ACTION ITEM >> Search the data for the string "publishing" and copy each line in which it appears.

·····

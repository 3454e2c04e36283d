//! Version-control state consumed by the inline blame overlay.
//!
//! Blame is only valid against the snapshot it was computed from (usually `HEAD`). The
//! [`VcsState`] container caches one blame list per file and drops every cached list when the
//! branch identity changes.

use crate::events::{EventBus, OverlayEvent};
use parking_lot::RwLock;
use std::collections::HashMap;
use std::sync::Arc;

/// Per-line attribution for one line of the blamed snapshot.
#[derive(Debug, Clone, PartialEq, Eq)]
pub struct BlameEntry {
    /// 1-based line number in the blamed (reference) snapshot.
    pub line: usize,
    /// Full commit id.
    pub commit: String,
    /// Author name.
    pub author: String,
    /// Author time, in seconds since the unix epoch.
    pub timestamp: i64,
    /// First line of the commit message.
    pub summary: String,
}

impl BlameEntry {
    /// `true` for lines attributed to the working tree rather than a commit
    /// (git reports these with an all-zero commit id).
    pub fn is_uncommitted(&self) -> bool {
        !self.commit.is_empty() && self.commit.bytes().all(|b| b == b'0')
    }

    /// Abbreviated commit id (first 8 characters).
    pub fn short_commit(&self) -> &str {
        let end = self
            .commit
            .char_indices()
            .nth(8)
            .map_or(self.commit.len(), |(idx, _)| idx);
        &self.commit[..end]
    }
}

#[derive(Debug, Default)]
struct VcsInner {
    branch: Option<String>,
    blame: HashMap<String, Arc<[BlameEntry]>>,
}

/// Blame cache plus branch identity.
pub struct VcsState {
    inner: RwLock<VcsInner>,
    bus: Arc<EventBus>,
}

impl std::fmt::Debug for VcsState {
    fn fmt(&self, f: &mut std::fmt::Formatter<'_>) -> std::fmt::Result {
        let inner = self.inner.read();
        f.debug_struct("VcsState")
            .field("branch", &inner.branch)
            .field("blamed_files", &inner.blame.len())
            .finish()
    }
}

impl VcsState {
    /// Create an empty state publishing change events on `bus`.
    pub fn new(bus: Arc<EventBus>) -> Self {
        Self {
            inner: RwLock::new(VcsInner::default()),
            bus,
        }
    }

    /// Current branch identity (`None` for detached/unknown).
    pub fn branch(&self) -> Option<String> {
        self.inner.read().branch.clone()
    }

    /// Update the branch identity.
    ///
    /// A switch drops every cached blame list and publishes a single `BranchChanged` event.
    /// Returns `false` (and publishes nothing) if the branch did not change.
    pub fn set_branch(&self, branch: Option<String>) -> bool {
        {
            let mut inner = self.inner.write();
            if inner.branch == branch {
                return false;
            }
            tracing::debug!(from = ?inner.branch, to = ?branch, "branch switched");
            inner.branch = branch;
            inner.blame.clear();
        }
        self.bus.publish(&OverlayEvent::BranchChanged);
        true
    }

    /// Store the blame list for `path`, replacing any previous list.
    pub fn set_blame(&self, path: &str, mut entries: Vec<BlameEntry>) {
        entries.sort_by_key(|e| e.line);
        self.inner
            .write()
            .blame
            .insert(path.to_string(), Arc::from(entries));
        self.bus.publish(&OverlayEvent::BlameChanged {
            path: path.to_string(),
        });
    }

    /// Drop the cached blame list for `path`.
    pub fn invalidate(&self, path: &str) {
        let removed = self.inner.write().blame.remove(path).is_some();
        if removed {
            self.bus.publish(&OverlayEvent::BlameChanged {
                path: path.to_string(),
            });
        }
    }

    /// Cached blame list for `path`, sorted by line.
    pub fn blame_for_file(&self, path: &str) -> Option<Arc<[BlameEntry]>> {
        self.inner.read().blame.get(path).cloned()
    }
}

·····

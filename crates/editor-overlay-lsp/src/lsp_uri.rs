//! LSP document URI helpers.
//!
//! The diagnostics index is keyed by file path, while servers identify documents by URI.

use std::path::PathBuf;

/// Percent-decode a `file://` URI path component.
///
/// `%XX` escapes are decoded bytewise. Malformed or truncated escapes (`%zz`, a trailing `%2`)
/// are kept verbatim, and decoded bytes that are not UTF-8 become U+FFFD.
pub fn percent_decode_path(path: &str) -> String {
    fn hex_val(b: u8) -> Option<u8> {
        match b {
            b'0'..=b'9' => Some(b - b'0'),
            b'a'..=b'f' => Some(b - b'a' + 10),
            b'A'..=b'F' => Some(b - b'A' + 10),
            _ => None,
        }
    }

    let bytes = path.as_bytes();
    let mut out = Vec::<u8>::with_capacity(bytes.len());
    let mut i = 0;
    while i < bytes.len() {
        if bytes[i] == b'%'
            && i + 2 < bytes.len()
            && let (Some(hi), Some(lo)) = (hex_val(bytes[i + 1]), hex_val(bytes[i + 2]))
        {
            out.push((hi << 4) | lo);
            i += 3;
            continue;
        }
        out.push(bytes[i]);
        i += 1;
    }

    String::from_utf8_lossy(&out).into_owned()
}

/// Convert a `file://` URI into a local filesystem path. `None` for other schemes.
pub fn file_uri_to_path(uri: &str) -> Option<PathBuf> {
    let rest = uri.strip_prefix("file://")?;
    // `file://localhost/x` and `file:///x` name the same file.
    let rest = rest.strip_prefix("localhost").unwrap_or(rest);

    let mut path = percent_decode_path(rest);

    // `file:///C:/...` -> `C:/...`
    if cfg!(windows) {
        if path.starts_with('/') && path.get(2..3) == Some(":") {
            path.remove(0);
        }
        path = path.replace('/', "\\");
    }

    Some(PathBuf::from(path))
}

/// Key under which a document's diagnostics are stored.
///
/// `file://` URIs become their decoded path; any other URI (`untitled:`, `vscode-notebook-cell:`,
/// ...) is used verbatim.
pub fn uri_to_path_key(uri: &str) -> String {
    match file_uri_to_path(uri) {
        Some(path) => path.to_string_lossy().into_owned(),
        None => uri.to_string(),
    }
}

·····

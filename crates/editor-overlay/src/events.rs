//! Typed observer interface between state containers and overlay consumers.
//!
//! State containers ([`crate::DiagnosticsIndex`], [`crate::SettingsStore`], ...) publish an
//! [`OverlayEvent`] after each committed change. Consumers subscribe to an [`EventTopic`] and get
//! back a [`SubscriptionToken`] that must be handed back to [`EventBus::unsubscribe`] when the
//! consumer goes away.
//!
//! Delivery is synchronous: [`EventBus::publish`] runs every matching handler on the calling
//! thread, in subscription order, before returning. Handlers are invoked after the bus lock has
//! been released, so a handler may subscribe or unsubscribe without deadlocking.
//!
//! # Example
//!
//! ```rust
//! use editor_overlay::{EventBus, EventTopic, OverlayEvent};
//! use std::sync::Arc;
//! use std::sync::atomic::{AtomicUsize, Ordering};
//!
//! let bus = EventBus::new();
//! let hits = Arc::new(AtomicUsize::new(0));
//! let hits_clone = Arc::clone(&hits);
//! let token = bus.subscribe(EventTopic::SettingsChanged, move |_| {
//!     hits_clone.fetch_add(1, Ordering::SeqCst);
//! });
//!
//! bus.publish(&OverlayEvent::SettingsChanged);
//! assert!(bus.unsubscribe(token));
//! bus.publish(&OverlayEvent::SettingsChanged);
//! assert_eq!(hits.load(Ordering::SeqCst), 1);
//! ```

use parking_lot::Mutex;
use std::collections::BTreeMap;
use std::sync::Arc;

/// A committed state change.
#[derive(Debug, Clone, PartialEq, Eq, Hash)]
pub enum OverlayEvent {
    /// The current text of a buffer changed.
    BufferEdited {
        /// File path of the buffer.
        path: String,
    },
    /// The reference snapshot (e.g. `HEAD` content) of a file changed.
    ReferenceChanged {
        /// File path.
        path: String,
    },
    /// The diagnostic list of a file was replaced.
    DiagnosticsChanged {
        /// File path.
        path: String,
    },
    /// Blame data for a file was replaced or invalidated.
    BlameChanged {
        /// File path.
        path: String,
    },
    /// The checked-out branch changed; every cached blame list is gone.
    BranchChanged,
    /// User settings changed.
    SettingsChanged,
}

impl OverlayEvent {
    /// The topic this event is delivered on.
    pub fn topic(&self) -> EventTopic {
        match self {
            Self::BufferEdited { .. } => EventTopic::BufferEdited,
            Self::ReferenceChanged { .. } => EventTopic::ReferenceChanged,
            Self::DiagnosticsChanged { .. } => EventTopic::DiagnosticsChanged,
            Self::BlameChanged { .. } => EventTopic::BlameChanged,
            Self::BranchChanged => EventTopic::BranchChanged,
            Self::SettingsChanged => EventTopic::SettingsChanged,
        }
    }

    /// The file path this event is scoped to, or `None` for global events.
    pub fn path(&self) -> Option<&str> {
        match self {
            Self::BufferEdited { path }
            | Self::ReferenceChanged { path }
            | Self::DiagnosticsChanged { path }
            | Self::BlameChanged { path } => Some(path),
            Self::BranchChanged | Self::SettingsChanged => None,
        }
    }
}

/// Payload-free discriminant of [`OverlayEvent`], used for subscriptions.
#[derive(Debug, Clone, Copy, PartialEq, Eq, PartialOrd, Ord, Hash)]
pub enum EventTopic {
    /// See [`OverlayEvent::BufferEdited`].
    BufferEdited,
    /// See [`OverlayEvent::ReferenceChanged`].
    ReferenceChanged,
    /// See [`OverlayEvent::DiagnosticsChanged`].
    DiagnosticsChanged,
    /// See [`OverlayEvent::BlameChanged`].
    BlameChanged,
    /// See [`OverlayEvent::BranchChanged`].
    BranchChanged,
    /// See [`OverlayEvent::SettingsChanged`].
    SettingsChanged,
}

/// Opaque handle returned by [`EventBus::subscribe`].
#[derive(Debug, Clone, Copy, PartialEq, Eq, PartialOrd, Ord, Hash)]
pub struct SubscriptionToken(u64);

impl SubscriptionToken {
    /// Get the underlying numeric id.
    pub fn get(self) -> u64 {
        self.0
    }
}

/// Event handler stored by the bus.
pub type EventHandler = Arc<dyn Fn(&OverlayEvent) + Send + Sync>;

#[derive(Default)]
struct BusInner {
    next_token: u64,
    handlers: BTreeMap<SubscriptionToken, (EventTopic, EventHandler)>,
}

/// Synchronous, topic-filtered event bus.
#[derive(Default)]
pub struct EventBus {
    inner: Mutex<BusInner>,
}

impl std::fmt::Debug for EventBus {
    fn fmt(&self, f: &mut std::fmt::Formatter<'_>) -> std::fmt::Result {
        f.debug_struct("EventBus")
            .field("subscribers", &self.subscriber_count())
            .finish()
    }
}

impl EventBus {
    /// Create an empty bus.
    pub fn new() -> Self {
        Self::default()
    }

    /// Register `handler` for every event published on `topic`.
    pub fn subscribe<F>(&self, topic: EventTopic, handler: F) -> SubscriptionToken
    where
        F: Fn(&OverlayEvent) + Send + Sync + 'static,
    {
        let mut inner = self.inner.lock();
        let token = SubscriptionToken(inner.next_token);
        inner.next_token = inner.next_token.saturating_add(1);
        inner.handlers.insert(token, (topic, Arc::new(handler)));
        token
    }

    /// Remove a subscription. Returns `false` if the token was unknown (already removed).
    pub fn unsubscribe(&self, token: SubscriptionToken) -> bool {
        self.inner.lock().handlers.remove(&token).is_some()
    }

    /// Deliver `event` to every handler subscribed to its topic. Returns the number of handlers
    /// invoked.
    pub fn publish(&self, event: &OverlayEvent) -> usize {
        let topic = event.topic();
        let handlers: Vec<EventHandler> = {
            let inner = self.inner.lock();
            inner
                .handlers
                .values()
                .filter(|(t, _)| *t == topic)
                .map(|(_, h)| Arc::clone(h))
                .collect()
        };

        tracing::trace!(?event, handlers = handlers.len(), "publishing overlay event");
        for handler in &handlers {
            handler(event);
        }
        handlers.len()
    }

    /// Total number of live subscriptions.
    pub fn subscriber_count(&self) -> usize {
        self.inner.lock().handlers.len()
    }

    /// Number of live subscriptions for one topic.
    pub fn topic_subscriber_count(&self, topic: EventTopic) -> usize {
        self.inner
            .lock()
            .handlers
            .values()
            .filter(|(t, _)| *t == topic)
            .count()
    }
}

·····

RESULT OF THE TASK >>
    /// Create an empty state publishing change events on `bus`.
        tracing::trace!(?event, handlers = handlers.len(), "publishing overlay event");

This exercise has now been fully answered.